8 thoughts on “What are YOU reading?

  1. I’m reading:

    CountryPlot, Cynthia Harrodsburg-Eagles
    Just Sixteen, Susan Coolidge
    Vampires in the Lemon grove, Karen Russell
    Caveat Emptor, Ruth Downie (this goes very slowly. The series began so well but is petering out in utter boredom)

    • Hi Erika,
      Wow, what an eclectic mix of reading material … perhaps even more varied than mine!
      I’ve read a lot of Cynthia Harrod-Eagles in my time (mostly the Moorland Dynasty) – but none of your other authors.
      Are your reading them all as paper books or a mixture of paper and ebooks?

      • All four are on Kindle, but this is just chance–could have been a mix of paperback and hard.

        In fact I should have added Diana aholman-Hunt’s ” My Grandmothers and I” and Molly Ivins’ “Molly Ivins Can’t Say That, Can She?” both on a nearby coffee table and. Oth waiting for the right mood. “grandmothers..” is a re-read and not urgent and Molly Ivins was a caustic Texan journalist who wrote on Texas politics. She was a lovely person who died far too young from cancer. Lots of memorable comments, favorites of mine: “Calling George Bush shallow is like calling a dwarf short.” then, on learning that another politician had decided to take Spanish lessons to up his chances of election in a heavily Chicano district, “Ah, so now he will be bi-ignorant!”

  2. Well well, toothbrush reads! What a novel concept (sorry about that!) I have to say that I haven’t heard of anyone else reading a book at the same time as cleaning their teeth, you weren’t by any chance sweeping the floor too, were you?? LOL

    I think that that way of reading couldn’t be any more different to the way I read… I like to think that someone went to a great deal of trouble to get the book as far as my hands, (as you are obviously aware) or my kindle, as the case may be, and for that the book deserves my undivided attention.

    At the moment, I am reading a Tom Holt novel. Like Jasper, he also seems to write with ideas coming from well out in left field, or with a curve ball, or some other strange metaphor! I read a couple of his a good ten years ago, then almost forgot about him. But the other day I was sitting in the waiting room at the Doctor’s, and there was a bookcase full of books (!) which were being sold for charity, and there was Tom Holt written on a thick red spine, so 50p in the Macmillan pot, and I took Tom home with me. Now with my eye on the curve balls out in left field I am thoroughly enjoying the eccentricities within!

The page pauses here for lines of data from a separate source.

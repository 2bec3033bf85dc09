//! ExtRxBridge: connects a pulse source to the decoder and a command sink.

use core::future::Future;

use embassy_futures::select::{select, Either};

use crate::decoder::{FrameDecoder, FrameEvent};
use crate::input::{PulseError, PulseSource};
use crate::output::CommandSink;
use crate::telemetry::ExtRxLog;
use crate::types::CommandRecord;

/// Task loop glue for the external receiver.
///
/// Pulls one pulse at a time from the source, feeds it to the decoder and
/// publishes every mapped command to the sink.
///
/// # Error Handling
///
/// Timeouts are treated as "no pulse" and the loop simply retries. Other
/// source errors are returned from [`process_one`](Self::process_one) but
/// never touch decoder state.
pub struct ExtRxBridge<S, C, const N: usize> {
    source: S,
    sink: C,
    decoder: FrameDecoder<N>,
}

impl<S: PulseSource, C: CommandSink, const N: usize> ExtRxBridge<S, C, N> {
    /// Create a new bridge from a source, a sink and a configured decoder.
    pub fn new(source: S, sink: C, decoder: FrameDecoder<N>) -> Self {
        Self {
            source,
            sink,
            decoder,
        }
    }

    /// Run the bridge indefinitely.
    ///
    /// This method never returns under normal operation.
    pub async fn run(&mut self) -> ! {
        loop {
            let _ = self.process_one().await;
        }
    }

    /// Run the bridge until `stop` resolves.
    ///
    /// Cancellation happens while waiting for a pulse, never in the middle
    /// of decoding one.
    pub async fn run_until<F: Future>(&mut self, stop: F) -> F::Output {
        match select(stop, self.run()).await {
            Either::First(output) => output,
            Either::Second(never) => never,
        }
    }

    /// Wait for one pulse and process it.
    ///
    /// Returns the published command when the pulse closed a frame.
    pub async fn process_one(&mut self) -> Result<Option<CommandRecord>, PulseError> {
        let width = match self.source.next_pulse().await {
            Ok(width) => width,
            Err(PulseError::Timeout) => return Ok(None),
            Err(e) => return Err(e),
        };

        let available = self.source.is_available();
        match self.decoder.on_pulse(width, available) {
            FrameEvent::Boundary { record, .. } => {
                self.sink.publish(&record);
                Ok(Some(record))
            }
            FrameEvent::Channel { .. } => Ok(None),
        }
    }

    /// Get a reference to the decoder.
    pub fn decoder(&self) -> &FrameDecoder<N> {
        &self.decoder
    }

    /// Snapshot of the `extrx` log group.
    pub fn log(&self) -> ExtRxLog {
        self.decoder.log()
    }

    /// Get a reference to the pulse source.
    pub fn source(&self) -> &S {
        &self.source
    }

    /// Get a mutable reference to the pulse source.
    pub fn source_mut(&mut self) -> &mut S {
        &mut self.source
    }

    /// Get a reference to the command sink.
    pub fn sink(&self) -> &C {
        &self.sink
    }

    /// Decompose the bridge into its source, sink and decoder.
    pub fn into_parts(self) -> (S, C, FrameDecoder<N>) {
        (self.source, self.sink, self.decoder)
    }
}
//! Pulse source trait and error types.

use core::future::Future;

/// Error type for pulse retrieval.
#[derive(Debug, Clone, Copy, PartialEq, Eq)]
#[cfg_attr(feature = "defmt", derive(defmt::Format))]
pub enum PulseError {
    /// No pulse arrived within the bounded wait. Benign, the caller retries.
    Timeout,
    /// The capture side dropped pulses because the queue was full.
    Overrun,
    /// The capture side is gone.
    Disconnected,
}

/// Async trait for pulse-width sources.
///
/// A source yields the width (µs) between consecutive pulse edges, one at a
/// time, and reports whether a synchronized pulse train is being received.
///
/// # `no_std` Compatibility
///
/// All implementations must be `#![no_std]` compatible with no heap allocation.
pub trait PulseSource {
    /// Wait for the next pulse width.
    ///
    /// Implementations bound the wait and return [`PulseError::Timeout`]
    /// when it elapses.
    fn next_pulse(&mut self) -> impl Future<Output = Result<u16, PulseError>>;

    /// Check if a valid pulse train is currently being received.
    fn is_available(&self) -> bool;
}
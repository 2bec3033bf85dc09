//! PPM frame decoder.
//!
//! Splits a stream of pulse widths into frames and channel slots:
//!
//! ```text
//!   +--------------+  width < threshold && available
//!   | Accumulating |<-----------------------------+
//!   +--------------+------------------------------+
//!          |  width >= threshold || !available
//!          v
//!   +--------------+
//!   |   Boundary   |  map buffer, publish, cursor = 0
//!   +--------------+----> Accumulating
//! ```
//!
//! Two tolerance rules are kept on purpose and covered by tests:
//!
//! - A boundary that fires before all `N` slots were written still maps the
//!   buffer. Unwritten slots keep their values from earlier frames.
//! - Pulses past slot `N - 1` are counted but not stored.

use crate::config::{ConfigError, ExtRxConfig, DEFAULT_CONFIG};
use crate::mapping::map_channels;
use crate::telemetry::ExtRxLog;
use crate::types::{CommandRecord, RawChannels};

/// Outcome of feeding one pulse to the decoder.
#[derive(Debug, Clone, Copy, PartialEq)]
#[cfg_attr(feature = "defmt", derive(defmt::Format))]
pub enum FrameEvent {
    /// The pulse was a channel pulse in slot `index`.
    ///
    /// `stored` is false when the slot lies past the buffer and the
    /// value was dropped.
    Channel { index: usize, stored: bool },
    /// The pulse closed the frame.
    Boundary {
        /// Command mapped from the buffer at the time of the boundary.
        record: CommandRecord,
        /// Channel pulses seen in the frame that just closed.
        pulses: usize,
    },
}

impl FrameEvent {
    /// The mapped command, if this event closed a frame.
    #[inline]
    #[must_use]
    pub fn record(&self) -> Option<CommandRecord> {
        match self {
            FrameEvent::Boundary { record, .. } => Some(*record),
            FrameEvent::Channel { .. } => None,
        }
    }
}

/// Passive frame counters.
///
/// These never turn into errors; they only make the tolerance paths
/// observable.
#[derive(Debug, Clone, Copy, Default, PartialEq, Eq)]
#[cfg_attr(feature = "defmt", derive(defmt::Format))]
pub struct FrameStats {
    /// Frame boundaries handled.
    pub frames: u32,
    /// Boundaries that fired with fewer than `N` channel pulses.
    pub short_frames: u32,
    /// Boundaries that fired with more than `N` channel pulses.
    pub overlong_frames: u32,
    /// Channel pulses not stored because the frame was already full.
    pub dropped_pulses: u32,
}

impl FrameStats {
    pub const ZERO: Self = Self {
        frames: 0,
        short_frames: 0,
        overlong_frames: 0,
        dropped_pulses: 0,
    };
}

/// Decoder state for an `N` channel PPM receiver.
pub struct FrameDecoder<const N: usize> {
    channels: RawChannels<N>,
    cursor: usize,
    config: ExtRxConfig,
    last_command: CommandRecord,
    stats: FrameStats,
}

impl<const N: usize> FrameDecoder<N> {
    /// Create a decoder with a validated configuration.
    ///
    /// The channel buffer starts zeroed.
    pub fn new(config: ExtRxConfig) -> Result<Self, ConfigError> {
        config.validate::<N>()?;
        Ok(Self {
            channels: [0; N],
            cursor: 0,
            config,
            last_command: CommandRecord::IDLE,
            stats: FrameStats::ZERO,
        })
    }

    /// Create a decoder with [`DEFAULT_CONFIG`].
    pub fn with_default_config() -> Result<Self, ConfigError> {
        Self::new(DEFAULT_CONFIG)
    }

    /// Feed one pulse width (µs) to the decoder.
    ///
    /// `available` is the pulse source's availability flag sampled for this
    /// pulse. A pulse that arrives while the source is unavailable closes
    /// the frame like a synchronization gap.
    pub fn on_pulse(&mut self, width_us: u16, available: bool) -> FrameEvent {
        if available && width_us < self.config.boundary_threshold_us {
            let index = self.cursor;
            let stored = index < N;
            if stored {
                self.channels[index] = width_us;
            } else {
                self.stats.dropped_pulses = self.stats.dropped_pulses.wrapping_add(1);
            }
            self.cursor = self.cursor.saturating_add(1);
            FrameEvent::Channel { index, stored }
        } else {
            let pulses = self.cursor;
            let record = self.close_frame();
            FrameEvent::Boundary { record, pulses }
        }
    }

    fn close_frame(&mut self) -> CommandRecord {
        let record = map_channels(&self.channels, &self.config);

        self.stats.frames = self.stats.frames.wrapping_add(1);
        if self.cursor < N {
            self.stats.short_frames = self.stats.short_frames.wrapping_add(1);
        } else if self.cursor > N {
            self.stats.overlong_frames = self.stats.overlong_frames.wrapping_add(1);
        }

        #[cfg(feature = "defmt")]
        defmt::trace!("PPM frame: {} pulses -> {:?}", self.cursor, record);

        self.last_command = record;
        self.cursor = 0;
        record
    }

    /// Raw channel buffer.
    #[inline]
    #[must_use]
    pub fn channels(&self) -> &RawChannels<N> {
        &self.channels
    }

    /// Channel pulses seen in the current frame.
    ///
    /// Can exceed `N` on an over-long frame.
    #[inline]
    #[must_use]
    pub fn cursor(&self) -> usize {
        self.cursor
    }

    /// Command produced by the most recent frame boundary.
    #[inline]
    #[must_use]
    pub fn last_command(&self) -> CommandRecord {
        self.last_command
    }

    #[inline]
    #[must_use]
    pub fn stats(&self) -> FrameStats {
        self.stats
    }

    #[inline]
    #[must_use]
    pub fn config(&self) -> &ExtRxConfig {
        &self.config
    }

    /// Snapshot of the `extrx` log group.
    #[must_use]
    pub fn log(&self) -> ExtRxLog {
        ExtRxLog::new(&self.channels, self.last_command)
    }
}
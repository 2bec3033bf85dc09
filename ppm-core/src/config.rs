//! Receiver configuration: channel assignment and per-axis calibration.
//!
//! Everything here is fixed at build time. The struct form exists so tests
//! and alternative airframes can supply their own calibration without
//! touching the decoder.

/// Channel count of the default receiver build.
pub const DEFAULT_CHANNEL_COUNT: usize = 6;

/// Pulses at or above this width (µs) mark a frame boundary.
pub const BOUNDARY_THRESHOLD_US: u16 = 2100;

/// Nominal minimum channel pulse width (µs).
pub const PPM_MIN_US: u16 = 1000;

/// Nominal maximum channel pulse width (µs).
pub const PPM_MAX_US: u16 = 2000;

/// Nominal center channel pulse width (µs).
pub const PPM_CENTER_US: u16 = (PPM_MIN_US + PPM_MAX_US) / 2;

/// Nominal raw pulse-width range of the receiver.
#[derive(Debug, Clone, Copy, PartialEq, Eq)]
#[cfg_attr(feature = "defmt", derive(defmt::Format))]
pub struct RawRange {
    pub min: u16,
    pub max: u16,
}

impl RawRange {
    pub const NOMINAL: Self = Self {
        min: PPM_MIN_US,
        max: PPM_MAX_US,
    };

    /// Width of the range in microseconds.
    #[inline]
    #[must_use]
    pub const fn span(self) -> u16 {
        self.max.saturating_sub(self.min)
    }

    #[inline]
    #[must_use]
    pub fn clamp(self, raw: u16) -> u16 {
        raw.max(self.min).min(self.max)
    }
}

/// Mapping of one signed axis.
#[derive(Debug, Clone, Copy, PartialEq)]
#[cfg_attr(feature = "defmt", derive(defmt::Format))]
pub struct AxisConfig {
    /// Channel index in the raw buffer.
    pub channel: usize,
    /// Negate the scaled value (mounting / stick convention).
    pub invert: bool,
    /// Output spans `[-scale, +scale]` over the raw range.
    pub scale: f32,
}

/// Full receiver configuration.
///
/// Customize this at compile-time by creating your own const.
#[derive(Debug, Clone, Copy, PartialEq)]
#[cfg_attr(feature = "defmt", derive(defmt::Format))]
pub struct ExtRxConfig {
    /// Channel index for thrust.
    pub thrust: usize,
    pub roll: AxisConfig,
    pub pitch: AxisConfig,
    pub yaw: AxisConfig,
    /// Pulses at or above this width close the current frame.
    pub boundary_threshold_us: u16,
    /// Raw range mapped onto the output ranges.
    pub raw: RawRange,
    /// Clamp raw values into `raw` before mapping.
    ///
    /// With clamping off, axes extrapolate linearly and thrust saturates
    /// at the `u16` bounds.
    pub clamp: bool,
}

/// Default receiver wiring.
///
/// - CH1 (Roll) -> roll, inverted, ±40
/// - CH2 (Pitch) -> pitch, inverted, ±40
/// - CH3 (Throttle) -> thrust
/// - CH4 (Yaw) -> yaw, inverted, ±400
pub const DEFAULT_CONFIG: ExtRxConfig = ExtRxConfig {
    thrust: 2,
    roll: AxisConfig {
        channel: 0,
        invert: true,
        scale: 40.0,
    },
    pitch: AxisConfig {
        channel: 1,
        invert: true,
        scale: 40.0,
    },
    yaw: AxisConfig {
        channel: 3,
        invert: true,
        scale: 400.0,
    },
    boundary_threshold_us: BOUNDARY_THRESHOLD_US,
    raw: RawRange::NOMINAL,
    clamp: true,
};

impl Default for ExtRxConfig {
    fn default() -> Self {
        DEFAULT_CONFIG
    }
}

/// Error type for configuration validation.
#[derive(Debug, Clone, Copy, PartialEq, Eq)]
#[cfg_attr(feature = "defmt", derive(defmt::Format))]
pub enum ConfigError {
    /// The decoder was built with zero channels.
    NoChannels,
    /// An axis refers to a channel index beyond the channel count.
    ChannelOutOfRange {
        /// Offending channel index.
        channel: usize,
        /// Channel count of the decoder.
        count: usize,
    },
    /// `raw.min` is not below `raw.max`.
    EmptyRawRange,
}

impl ExtRxConfig {
    /// Check this configuration against a decoder with `N` channels.
    pub fn validate<const N: usize>(&self) -> Result<(), ConfigError> {
        if N == 0 {
            return Err(ConfigError::NoChannels);
        }
        for channel in [
            self.thrust,
            self.roll.channel,
            self.pitch.channel,
            self.yaw.channel,
        ] {
            if channel >= N {
                return Err(ConfigError::ChannelOutOfRange { channel, count: N });
            }
        }
        if self.raw.min >= self.raw.max {
            return Err(ConfigError::EmptyRawRange);
        }
        Ok(())
    }
}

#[cfg(test)]
mod tests {
    use super::*;

    #[test]
    fn test_default_config_is_valid() {
        assert_eq!(DEFAULT_CONFIG.validate::<DEFAULT_CHANNEL_COUNT>(), Ok(()));
        assert_eq!(DEFAULT_CONFIG.validate::<4>(), Ok(()));
    }

    #[test]
    fn test_default_wiring() {
        assert_eq!(DEFAULT_CONFIG.roll.channel, 0);
        assert_eq!(DEFAULT_CONFIG.pitch.channel, 1);
        assert_eq!(DEFAULT_CONFIG.thrust, 2);
        assert_eq!(DEFAULT_CONFIG.yaw.channel, 3);
        assert_eq!(DEFAULT_CONFIG.boundary_threshold_us, 2100);
    }

    #[test]
    fn test_channel_out_of_range() {
        assert_eq!(
            DEFAULT_CONFIG.validate::<3>(),
            Err(ConfigError::ChannelOutOfRange { channel: 3, count: 3 })
        );
    }

    #[test]
    fn test_zero_channels_rejected() {
        assert_eq!(DEFAULT_CONFIG.validate::<0>(), Err(ConfigError::NoChannels));
    }

    #[test]
    fn test_empty_raw_range_rejected() {
        let mut config = DEFAULT_CONFIG;
        config.raw = RawRange { min: 1500, max: 1500 };
        assert_eq!(config.validate::<4>(), Err(ConfigError::EmptyRawRange));
    }

    #[test]
    fn test_raw_range_helpers() {
        assert_eq!(RawRange::NOMINAL.span(), 1000);
        assert_eq!(RawRange::NOMINAL.clamp(900), 1000);
        assert_eq!(RawRange::NOMINAL.clamp(2500), 2000);
        assert_eq!(RawRange::NOMINAL.clamp(1234), 1234);
        assert_eq!(PPM_CENTER_US, 1500);
    }
}
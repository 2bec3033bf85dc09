//! Command sink trait.

use crate::types::CommandRecord;

/// Destination for decoded commands (command arbitration).
///
/// Each call replaces the previously published command; sinks do not
/// queue. Publishing is synchronous and cannot fail. A sink that is read
/// from another execution context handles its own synchronization.
pub trait CommandSink {
    /// Publish the command decoded from the latest frame.
    fn publish(&mut self, record: &CommandRecord);
}

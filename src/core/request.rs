//! A fully resolved download request

use crate::cli::args::Args;
use crate::cli::prompt::PromptAnswers;
use crate::core::preferences::PreferenceRecord;
use crate::core::quality::{FormatSelector, DEFAULT_QUALITY};
use crate::engine::EngineJob;
use crate::error::VgetError;
use crate::utils::{normalize_url, output_template};
use std::path::PathBuf;

/// Everything needed to run one download
#[derive(Debug, Clone, PartialEq, Eq)]
pub struct DownloadRequest {
    /// Normalized URL
    pub url: String,
    /// Target directory
    pub out_dir: PathBuf,
    /// Quality label, as chosen or as persisted
    pub quality: String,
    /// Engine filename pattern
    pub filename_template: String,
}

impl DownloadRequest {
    /// Build from command line flags, falling back to preferences.
    ///
    /// Directory: flag, then persisted location, then `platform_dir`.
    /// Quality: flag, then persisted label, then 1080p.
    pub fn from_args(
        args: &Args,
        prefs: &PreferenceRecord,
        platform_dir: PathBuf,
    ) -> Result<Self, VgetError> {
        let raw = args.url.as_deref().unwrap_or_default();
        let url = normalize_url(raw).ok_or_else(|| VgetError::InvalidUrl(raw.to_string()))?;

        let out_dir = args
            .output_dir
            .clone()
            .or_else(|| prefs.download_location.as_ref().map(PathBuf::from))
            .unwrap_or(platform_dir);

        let quality = args
            .quality
            .map(|q| q.to_string())
            .or_else(|| prefs.quality.clone())
            .unwrap_or_else(|| DEFAULT_QUALITY.to_string());

        Ok(Self {
            url,
            out_dir,
            quality,
            filename_template: args.filename_template.clone(),
        })
    }

    /// Build from answers collected by the interactive prompt
    pub fn from_prompt(answers: PromptAnswers, filename_template: &str) -> Self {
        Self {
            url: answers.url,
            out_dir: answers.out_dir,
            quality: answers.quality.to_string(),
            filename_template: filename_template.to_string(),
        }
    }

    /// Selector for the requested quality
    pub fn format_selector(&self) -> FormatSelector {
        FormatSelector::resolve(&self.quality)
    }

    /// Job description for the retrieval engine
    pub fn engine_job(&self) -> EngineJob {
        EngineJob {
            url: self.url.clone(),
            format_selector: self.format_selector().to_string(),
            output_template: output_template(&self.out_dir, &self.filename_template),
        }
    }

    /// Preferences to remember after a successful download
    pub fn remember(&self, mut prefs: PreferenceRecord) -> PreferenceRecord {
        prefs.download_location = Some(self.out_dir.to_string_lossy().into_owned());
        prefs.quality = Some(self.quality.clone());
        prefs
    }
}
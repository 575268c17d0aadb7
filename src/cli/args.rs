//! Command line argument parsing

use crate::core::quality::Quality;
use crate::engine::ytdlp::DEFAULT_YTDLP;
use clap::Parser;
use std::path::PathBuf;

/// Default output filename pattern handed to the engine
pub const DEFAULT_FILENAME_TEMPLATE: &str = "%(title)s.%(ext)s";

/// vget - fetch a single video at a chosen quality
#[derive(Parser, Debug, Clone)]
#[command(author, version, about, long_about = None)]
pub struct Args {
    /// Video URL (prompted for when omitted)
    pub url: Option<String>,

    /// Download directory (defaults to last used or ~/Downloads)
    #[arg(short, long, value_name = "DIR", env = "VGET_OUTPUT_DIR")]
    pub output_dir: Option<PathBuf>,

    /// Preferred video quality (default 1080p; 'best' for best available)
    #[arg(short, long, value_enum)]
    pub quality: Option<Quality>,

    /// Output filename template (yt-dlp syntax)
    #[arg(long, value_name = "TEMPLATE", default_value = DEFAULT_FILENAME_TEMPLATE)]
    pub filename_template: String,

    /// Run in interactive prompt mode (useful when double-clicking)
    #[arg(short, long)]
    pub interactive: bool,

    /// yt-dlp executable to run
    #[arg(long, value_name = "PATH", env = "VGET_YTDLP", default_value = DEFAULT_YTDLP)]
    pub ytdlp: PathBuf,

    /// Verbose logging
    #[arg(short, long)]
    pub verbose: bool,
}

impl Args {
    /// Whether the prompt should collect the request
    pub fn wants_prompt(&self) -> bool {
        self.interactive || self.url.as_deref().map_or(true, str::is_empty)
    }

    /// Default log filter when RUST_LOG is unset
    pub fn log_level(&self) -> &'static str {
        if self.verbose {
            "debug"
        } else {
            "warn"
        }
    }
}

// Implement Default for Args to make tests work
impl Default for Args {
    fn default() -> Self {
        Self {
            url: None,
            output_dir: None,
            quality: None,
            filename_template: DEFAULT_FILENAME_TEMPLATE.to_string(),
            interactive: false,
            ytdlp: PathBuf::from(DEFAULT_YTDLP),
            verbose: false,
        }
    }
}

    I have reviewed a few books, and other things I have bought on amazon, mainly because I usually read reviews if I am not sure about which or what to buy, so I think it only fair to help others who might do the same. I haven’t gone as far as joining Goodreads or anything, but it sounds like a good idea.

    Mind you, my book reading habits are very erratic, I might read 3 books one straight after another, and then not read anything other than magazines for a couple of months sometimes, so perhaps not an ideal candidate for book reviewing! Still, good job we are all different, isn’t it?

    Toothbrush, hehe!

  3. Hi Christine,
    Yep, sure is good thing we are all different! For me, it’s a case of read whenever I can and multi-task, or not read as much as I like to (or as much as I ought to, as a writer).
    I suspect I became this way bringing up four boys – in fact (see response to Erika) I read the first 7 or so Moorland Dynasty books during breast-feeding sessions (enforced sitting still time – made sure he was never rushed, that I was relaxed, and I got to read! -win,win,win) – Ann

  4. Sorry but it’s me again…

    How could I have forgotten my read-every-day, every-month, every-year books? These are by my bedside; William Hone’s “Everyday Book” volumes, 1826.

    I mightn’t have back on here if it were not for February 18th’s entry telling of a well-known printer and bookseller, Mr. Samuel Buckley, who published the Spectator for a while.

    What could be more appropriate?

    I apologize for the typos in my previous contributions but I was using the I-pad and it trips me up continuously.

  5. Hi again,
    I have never got into ‘everyday’ books, and I’ve never met someone who reads them (until now). I guess I always thought them to be homilys to think about each day and so never really investigated them.